▶ Task directions: State the number of lines in these records that include the string "Remove", and say nothing more.

Records for this exercise Block Start

//! Cutting plan: a set of 3D segments clipped against planes.
//!
//! A [`Plan`] typically starts as the outline of a few triangles and is then
//! narrowed down by successive half-space cuts. [`Plan::cut_in`] keeps what
//! lies on the negative side of a plane, [`Plan::cut_out`] what lies on the
//! positive side, and [`Plan::split`] distributes the segments between two
//! plans.

use crate::float_types::parry3d::bounding_volume::Aabb;
use crate::float_types::{Real, snap_tolerance, tolerance};
use crate::plane::{INSIDE, ON, OUTSIDE, Plane};
use crate::triangle::Triangle;
use nalgebra::Point3;

/// Scene element a segment was cut from.
#[derive(Debug, Clone, Copy, PartialEq, Eq, Hash)]
pub struct Source {
    pub object_id: i32,
    pub face_id: i32,
}

/// Directed segment `a → b`.
#[derive(Debug, Clone, Copy, PartialEq)]
pub struct Segment {
    pub a: Point3<Real>,
    pub b: Point3<Real>,
    pub source: Option<Source>,
}

impl Segment {
    pub const fn new(a: Point3<Real>, b: Point3<Real>) -> Self {
        Segment { a, b, source: None }
    }

    pub const fn with_source(mut self, source: Source) -> Self {
        self.source = Some(source);
        self
    }

    pub fn length(&self) -> Real {
        (self.b - self.a).norm()
    }

    pub fn midpoint(&self) -> Point3<Real> {
        Point3::from((self.a.coords + self.b.coords) * 0.5)
    }

    /// Bitmask classification of both endpoints against `plane`.
    pub fn classify(&self, plane: &Plane) -> i8 {
        plane.classify_points([&self.a, &self.b])
    }
}

/// Where the pieces of one segment go after a cut.
#[derive(Debug, Default)]
struct Pieces {
    inside: Option<Segment>,
    outside: Option<Segment>,
    /// The whole segment lies in the plane.
    on: bool,
}

/// Cut `seg` by `plane`.
///
/// An intersection closer than `snap` to an endpoint is that endpoint, and
/// pieces no longer than `snap` are dropped.
fn cut(seg: &Segment, plane: &Plane, eps: Real, snap: Real) -> Pieces {
    let da = plane.signed_distance(&seg.a);
    let db = plane.signed_distance(&seg.b);
    let ca = Plane::orient_distance(da, eps);
    let cb = Plane::orient_distance(db, eps);

    match ca | cb {
        ON => Pieces {
            on: true,
            ..Pieces::default()
        },
        INSIDE => Pieces {
            inside: Some(*seg),
            ..Pieces::default()
        },
        OUTSIDE => Pieces {
            outside: Some(*seg),
            ..Pieces::default()
        },
        _ => {
            let t = da / (da - db);
            let mut p = seg.a + (seg.b - seg.a) * t;
            if (p - seg.a).norm() <= snap {
                p = seg.a;
            } else if (p - seg.b).norm() <= snap {
                p = seg.b;
            }
            let head = Segment { b: p, ..*seg };
            let tail = Segment { a: p, ..*seg };
            let keep = |piece: Segment| (piece.length() > snap).then_some(piece);
            if ca == INSIDE {
                Pieces {
                    inside: keep(head),
                    outside: keep(tail),
                    on: false,
                }
            } else {
                Pieces {
                    inside: keep(tail),
                    outside: keep(head),
                    on: false,
                }
            }
        },
    }
}

/// Ordered list of segments.
#[derive(Debug, Clone, Default, PartialEq)]
pub struct Plan {
    segments: Vec<Segment>,
}

impl Plan {
    pub const fn new() -> Self {
        Plan { segments: Vec::new() }
    }

    /// Append segment `p1 → p2` and return it for further tagging.
    pub fn add_edge(&mut self, p1: Point3<Real>, p2: Point3<Real>) -> &mut Segment {
        let index = self.segments.len();
        self.segments.push(Segment::new(p1, p2));
        &mut self.segments[index]
    }

    /// Append the three edges of a triangle, following its winding.
    pub fn add_triangle(&mut self, points: [Point3<Real>; 3]) {
        self.add_outline(points, None);
    }

    /// Append the outline of `triangle`, tagged with its object and face.
    pub fn add_triangle_record(&mut self, triangle: &Triangle) {
        let source = Source {
            object_id: triangle.object_id,
            face_id: triangle.face_id,
        };
        self.add_outline(triangle.points, Some(source));
    }

    fn add_outline(&mut self, points: [Point3<Real>; 3], source: Option<Source>) {
        self.segments.reserve(3);
        for i in 0..3 {
            self.segments.push(Segment {
                a: points[i],
                b: points[(i + 1) % 3],
                source,
            });
        }
    }

    /// Keep only what lies on the negative side of `plane`.
    ///
    /// Segments lying in the plane are kept. A segment that only touches the
    /// plane from the positive side is dropped.
    pub fn cut_in(&mut self, plane: &Plane) {
        let (eps, snap) = (tolerance(), snap_tolerance());
        self.segments.retain_mut(|seg| {
            let pieces = cut(seg, plane, eps, snap);
            match pieces.inside {
                Some(piece) => {
                    *seg = piece;
                    true
                },
                None => pieces.on,
            }
        });
    }

    /// Keep only what lies on the positive side of `plane`.
    pub fn cut_out(&mut self, plane: &Plane) {
        let (eps, snap) = (tolerance(), snap_tolerance());
        self.segments.retain_mut(|seg| {
            let pieces = cut(seg, plane, eps, snap);
            match pieces.outside {
                Some(piece) => {
                    *seg = piece;
                    true
                },
                None => pieces.on,
            }
        });
    }

    /// Keep the negative half in `self` and append the positive half to
    /// `out`. Segments lying in the plane stay in `self`.
    pub fn split(&mut self, out: &mut Plan, plane: &Plane) {
        let (eps, snap) = (tolerance(), snap_tolerance());
        self.segments.retain_mut(|seg| {
            let pieces = cut(seg, plane, eps, snap);
            if let Some(piece) = pieces.outside {
                out.segments.push(piece);
            }
            match pieces.inside {
                Some(piece) => {
                    *seg = piece;
                    true
                },
                None => pieces.on,
            }
        });
    }

    /// Side of `plane` the whole plan lies on, as a classification bitmask.
    pub fn classify(&self, plane: &Plane) -> i8 {
        self.segments
            .iter()
            .fold(ON, |acc, seg| acc | seg.classify(plane))
    }

    /// Axis-aligned box around every endpoint, `None` for an empty plan.
    pub fn bounding_box(&self) -> Option<Aabb> {
        let first = self.segments.first()?.a;
        let (mins, maxs) = self
            .segments
            .iter()
            .flat_map(|seg| [seg.a, seg.b])
            .fold((first, first), |(lo, hi), p| (lo.inf(&p), hi.sup(&p)));
        Some(Aabb::new(mins, maxs))
    }

    pub fn is_empty(&self) -> bool {
        self.segments.is_empty()
    }

    pub fn len(&self) -> usize {
        self.segments.len()
    }

    pub fn segments(&self) -> &[Segment] {
        &self.segments
    }

    pub fn iter(&self) -> std::slice::Iter<'_, Segment> {
        self.segments.iter()
    }

    /// Remove all segments, keep the capacity.
    pub fn clear(&mut self) {
        self.segments.clear();
    }

    /// Remove all segments and release the storage.
    pub fn flush(&mut self) {
        self.segments = Vec::new();
    }

    pub fn swap(&mut self, other: &mut Plan) {
        std::mem::swap(&mut self.segments, &mut other.segments);
    }
}

impl<'a> IntoIterator for &'a Plan {
    type Item = &'a Segment;
    type IntoIter = std::slice::Iter<'a, Segment>;

    fn into_iter(self) -> Self::IntoIter {
        self.segments.iter()
    }
}

#[cfg(test)]
mod tests {
    use super::*;
    use nalgebra::Vector3;

    fn x_plane(x: Real) -> Plane {
        Plane::from_normal(Vector3::x(), x)
    }

    #[test]
    fn straddling_segment_is_cut_at_the_plane() {
        let pieces = cut(
            &Segment::new(Point3::new(2.0, 0.0, 0.0), Point3::new(0.0, 0.0, 0.0)),
            &x_plane(1.0),
            1e-9,
            1e-9,
        );
        let inside = pieces.inside.unwrap();
        let outside = pieces.outside.unwrap();
        // direction is kept on both pieces
        assert_eq!(inside.a, Point3::new(1.0, 0.0, 0.0));
        assert_eq!(inside.b, Point3::new(0.0, 0.0, 0.0));
        assert_eq!(outside.a, Point3::new(2.0, 0.0, 0.0));
        assert_eq!(outside.b, Point3::new(1.0, 0.0, 0.0));
    }

    #[test]
    fn intersection_near_an_endpoint_snaps_to_it() {
        let pieces = cut(
            &Segment::new(Point3::new(0.0, 0.0, 0.0), Point3::new(1.0 + 1e-7, 0.0, 0.0)),
            &x_plane(1.0),
            1e-9,
            1e-6,
        );
        assert_eq!(pieces.inside.unwrap().b, Point3::new(1.0 + 1e-7, 0.0, 0.0));
        assert!(pieces.outside.is_none());
    }

    #[test]
    fn bounding_box_spans_all_endpoints() {
        let mut plan = Plan::new();
        assert!(plan.bounding_box().is_none());
        plan.add_edge(Point3::new(0.0, 2.0, -1.0), Point3::new(1.0, 0.0, 0.0));
        plan.add_edge(Point3::new(-3.0, 0.0, 0.0), Point3::new(0.0, 0.0, 4.0));
        let aabb = plan.bounding_box().unwrap();
        assert_eq!(aabb.mins, Point3::new(-3.0, 0.0, -1.0));
        assert_eq!(aabb.maxs, Point3::new(1.0, 2.0, 4.0));
    }
}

Records for this exercise Block End

▶ Answer: 2